Before you continue, have a look at the second generation version: GPI-2.

The usage of PGAS models have been discussed as an MPI alternative for a while now. GPI is the first implementation of the Fraunhofer Institut ITWM that, instead of a new language alternative, presents itself as an API for C, C++ and Fortran. GPI has already been successfully used in industrial applications. Different benchmarks implemented with GPI show how applications scale well even when using highly-parallel Multicore systems, and without the known scaling problems of MPI.



Industrial and scientific applications are processing more and more data requiring increasingly larger machines. Modern computer architectures are now multi-core: processing systems composed of independent cores.

This implies a paradigm shift on the development of software where developers must exploit the inherent parallelism of these architectures to be able to scale their applications.

At the same time, it is essential to feed all the cores with a contiguous data stream, just at that time when the computation actually needs them and to efficiently share the work among the cores. Most suitable, data transfers should not charge the CPU.

We face these problems with two easy to use, robust and scalable APIs staying consistently in the same programming model. On the cluster level, our Global address space Programming Interface (GPI) provides a low latency communication library which works at full wirespeed. On the node level, our Multi Core Threading Package (MCTP) library supplements GPI with an optimized threading library which has full hardware awareness.


The Global address space Programming Interface (GPI) is a low latency communication library and a runtime system for scalable real-time parallel applications running on distributed systems with an IB or 10GE interconnect. It provides a partitioned global address space (PGAS) to the application which in turn has direct and full access to a remote data location. The whole functionality includes communication primitives, environment runtime checks, synchronization primitives such as fast barriers or global atomic counters, all which allow the development of parallel programs for large scale.

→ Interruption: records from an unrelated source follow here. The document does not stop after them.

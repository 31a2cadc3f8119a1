//! Static peer list from config. Peer ids are derived from the address so they stay stable
//! across restarts.

use std::net::SocketAddr;

use seedpod_core::{KnownPeer, PackageId, PeerId, PeerInfo, PeerRegistry};
use sha2::{Digest, Sha256};

use crate::config::PeerEntry;

pub struct StaticPeers {
    peers: Vec<KnownPeer>,
}

/// First 16 bytes of SHA-256 over the address text.
pub fn peer_id_for(addr: &SocketAddr) -> PeerId {
    let digest = Sha256::digest(addr.to_string().as_bytes());
    let mut id = [0u8; 16];
    id.copy_from_slice(&digest[..16]);
    PeerId::from_bytes(id)
}

impl StaticPeers {
    pub fn from_config(entries: &[PeerEntry]) -> Self {
        let mut peers: Vec<KnownPeer> = Vec::with_capacity(entries.len());
        for entry in entries {
            let id = peer_id_for(&entry.addr);
            if peers.iter().any(|p| p.info.id == id) {
                tracing::warn!(addr = %entry.addr, "duplicate peer entry ignored");
                continue;
            }
            let packages = entry.packages.as_ref().map(|list| {
                list.iter()
                    .filter_map(|hex| match hex.parse::<PackageId>() {
                        Ok(id) => Some(id),
                        Err(_) => {
                            tracing::warn!(addr = %entry.addr, package = %hex, "bad package id in peer entry");
                            None
                        }
                    })
                    .collect()
            });
            peers.push(KnownPeer {
                info: PeerInfo {
                    id,
                    endpoint: entry.addr,
                },
                packages,
            });
        }
        Self { peers }
    }

    pub fn is_empty(&self) -> bool {
        self.peers.is_empty()
    }
}

impl PeerRegistry for StaticPeers {
    fn peers(&self) -> Vec<KnownPeer> {
        self.peers.clone()
    }
}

Focused on performance, by leveraging on the network interconnect hardware (wire-speed), it minimizes the communication overhead with overlap of communication and computation (true asynchronous communications).

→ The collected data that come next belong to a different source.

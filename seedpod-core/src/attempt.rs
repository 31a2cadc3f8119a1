//! One download attempt: a batch of reserved segments fetched from one peer, verified and
//! committed, or released on any failure.

use std::sync::Arc;

use futures::StreamExt;

use crate::context::EngineContext;
use crate::contracts::{StorageError, TransportFault};
use crate::package::PackageId;
use crate::peer::{FaultKind, PeerId, PeerRecord};
use crate::registry::{LocalPackage, SharedPackageGuard};
use crate::slots::SlotPermit;
use crate::status::PackageStatusTracker;

#[derive(Debug, Clone, Copy, PartialEq, Eq)]
pub enum AttemptState {
    Created,
    Reserving,
    Transferring,
    Committing,
    Aborting,
    Done,
}

impl AttemptState {
    fn can_move_to(self, next: AttemptState) -> bool {
        use AttemptState::*;
        matches!(
            (self, next),
            (Created, Reserving)
                | (Reserving, Transferring)
                | (Reserving, Done)
                | (Transferring, Committing)
                | (Transferring, Aborting)
                | (Committing, Done)
                | (Aborting, Done)
        )
    }
}

#[derive(Debug, thiserror::Error)]
pub enum AttemptError {
    #[error(transparent)]
    Transport(#[from] TransportFault),
    #[error(transparent)]
    Storage(#[from] StorageError),
    #[error("stream ended after {received} of {expected} bytes")]
    ShortRead { expected: u64, received: u64 },
    #[error("peer sent more than the {expected} bytes requested")]
    Overflow { expected: u64 },
}

impl AttemptError {
    pub fn fault_kind(&self) -> FaultKind {
        match self {
            AttemptError::Storage(StorageError::HashMismatch { .. }) => FaultKind::Integrity,
            _ => FaultKind::Communication,
        }
    }
}

/// Result of [`DownloadAttempt::try_start`].
#[derive(Debug)]
pub enum StartOutcome {
    Started(tokio::task::JoinHandle<()>),
    /// The package is being deleted; leave it alone.
    MarkedForDelete,
    /// Every missing byte is already reserved or the package is complete.
    NoMoreToDownload,
    /// This peer has nothing we can reserve right now.
    NoMatchWithPeer,
}

/// Delivered to the continuation once the attempt is done and its slot is free.
#[derive(Debug, Clone)]
pub struct AttemptReport {
    pub id: u64,
    pub package: PackageId,
    pub peer: PeerId,
    pub segments: Vec<u32>,
    pub succeeded: bool,
    /// This attempt committed the last missing segment.
    pub completed_package: bool,
}

pub struct DownloadAttempt {
    id: u64,
    ctx: Arc<EngineContext>,
    tracker: Arc<PackageStatusTracker>,
    package: Arc<LocalPackage>,
    peer: Arc<PeerRecord>,
    segments: Vec<u32>,
    state: AttemptState,
}

impl DownloadAttempt {
    pub fn new(
        id: u64,
        ctx: Arc<EngineContext>,
        tracker: Arc<PackageStatusTracker>,
        package: Arc<LocalPackage>,
        peer: Arc<PeerRecord>,
    ) -> Self {
        Self {
            id,
            ctx,
            tracker,
            package,
            peer,
            segments: Vec::new(),
            state: AttemptState::Created,
        }
    }

    pub fn state(&self) -> AttemptState {
        self.state
    }

    fn transition(&mut self, next: AttemptState) {
        debug_assert!(
            self.state.can_move_to(next),
            "attempt {} moved {:?} -> {:?}",
            self.id,
            self.state,
            next
        );
        self.state = next;
    }

    /// Reserve segments the peer has and spawn the transfer. `permit` is the download slot;
    /// it is freed before `on_done` runs, or right away when nothing starts.
    pub fn try_start<F>(mut self, permit: SlotPermit, on_done: F) -> StartOutcome
    where
        F: FnOnce(AttemptReport) + Send + 'static,
    {
        self.transition(AttemptState::Reserving);
        let Some(guard) = self.package.try_lock_shared() else {
            return StartOutcome::MarkedForDelete;
        };
        let state = self.package.state();
        if !state.has_more_to_download() {
            return StartOutcome::NoMoreToDownload;
        }

        let id = self.package.id();
        let peer = self.peer.id();
        let config = &self.ctx.config;
        let Some(remote) = self.tracker.remote_segments(&id, &peer) else {
            self.tracker.postpone(&peer, &id, config.no_match_postpone());
            return StartOutcome::NoMatchWithPeer;
        };
        let segments =
            state.reserve_segments_for_download(remote.bitmap(), config.segments_per_request.max(1));
        if segments.is_empty() {
            self.tracker.postpone(&peer, &id, config.no_match_postpone());
            if state.progress() < config.fast_refresh_progress {
                self.tracker.mark_fast_refresh(&peer, &id);
            }
            tracing::debug!(package = %id.short(), %peer, "no matching segments");
            return StartOutcome::NoMatchWithPeer;
        }

        tracing::debug!(
            attempt = self.id,
            package = %id.short(),
            %peer,
            ?segments,
            "download attempt started"
        );
        self.segments = segments;
        self.transition(AttemptState::Transferring);
        let handle = tokio::spawn(async move {
            let report = self.run(guard, permit).await;
            on_done(report);
        });
        StartOutcome::Started(handle)
    }

    /// Transfer body. Consumes the attempt so the shared lock and the slot are gone before the
    /// report is returned.
    async fn run(mut self, _guard: SharedPackageGuard, _permit: SlotPermit) -> AttemptReport {
        let result = self.transfer().await;
        let now = self.ctx.clock.now();
        let id = self.package.id();
        let mut completed_package = false;
        let succeeded = match result {
            Ok(bytes) => {
                self.transition(AttemptState::Committing);
                let outcome = self.package.state().release_segments(&self.segments, true);
                self.ctx.stats.attempt_succeeded(bytes);
                self.peer.record_success(now);
                self.tracker.reset_postpone(&self.peer.id());
                completed_package = outcome.completed;
                if outcome.completed
                    || self
                        .package
                        .claim_persist(now, self.ctx.config.persist_interval())
                {
                    self.persist().await;
                }
                if outcome.completed {
                    tracing::info!(package = %id.short(), "package download complete");
                }
                true
            }
            Err(e) => {
                self.transition(AttemptState::Aborting);
                self.package.state().release_segments(&self.segments, false);
                let kind = e.fault_kind();
                self.ctx.stats.attempt_failed(kind == FaultKind::Integrity);
                match kind {
                    FaultKind::Integrity => tracing::warn!(
                        package = %id.short(),
                        peer = %self.peer.id(),
                        error = %e,
                        "peer served corrupt data"
                    ),
                    FaultKind::Communication => tracing::debug!(
                        package = %id.short(),
                        peer = %self.peer.id(),
                        error = %e,
                        "download attempt failed"
                    ),
                }
                self.peer.record_failure(now, kind, &self.ctx.policy);
                self.tracker
                    .postpone_globally(&self.peer.id(), self.ctx.config.failure_postpone());
                false
            }
        };
        self.transition(AttemptState::Done);
        AttemptReport {
            id: self.id,
            package: id,
            peer: self.peer.id(),
            segments: std::mem::take(&mut self.segments),
            succeeded,
            completed_package,
        }
    }

    /// Fetch exactly the reserved segments and pipe them through the verified writer.
    async fn transfer(&self) -> Result<u64, AttemptError> {
        let id = self.package.id();
        let expected = self.package.split().segments_size(&self.segments);
        let mut stream = self
            .ctx
            .transport
            .fetch_segments(self.peer.endpoint(), id, self.segments.clone())
            .await?;
        let mut writer = self
            .ctx
            .storage
            .open_verified_write(id, self.segments.clone())
            .await?;
        let mut received = 0u64;
        while let Some(chunk) = stream.next().await {
            let chunk = chunk.map_err(TransportFault::Communication)?;
            received += chunk.len() as u64;
            if received > expected {
                return Err(AttemptError::Overflow { expected });
            }
            writer.write(chunk).await?;
        }
        if received < expected {
            return Err(AttemptError::ShortRead { expected, received });
        }
        writer.finish().await?;
        Ok(received)
    }

    async fn persist(&self) {
        if let Err(e) = self.package.persist_status(self.ctx.storage.as_ref()).await {
            tracing::warn!(
                package = %self.package.id().short(),
                error = %e,
                "failed to persist download status"
            );
        }
    }
}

The GPI provides a simple, reliable runtime system to handle large datasets, dynamic and irregular applications that are I/O and compute intensive.


The MCTP supplements GPI on the node level. Software developers can no longer rely on an increasing clock speed. Multithreaded design is neccessary in order to achieve scalable applications.

The MCTP is a threading package to make multi-threading programming slightly more programmer friendly. It abstracts the native threads of the platform and provides complete state-of-the-art functionality to work with threads, threadpools, critical section and related topics such as synchronization or high frequency timer.

One of the key features of MCTP, clearly distinguishing it from other threading libraries, is its full hardware awareness including NUMA layout or cache to core mapping.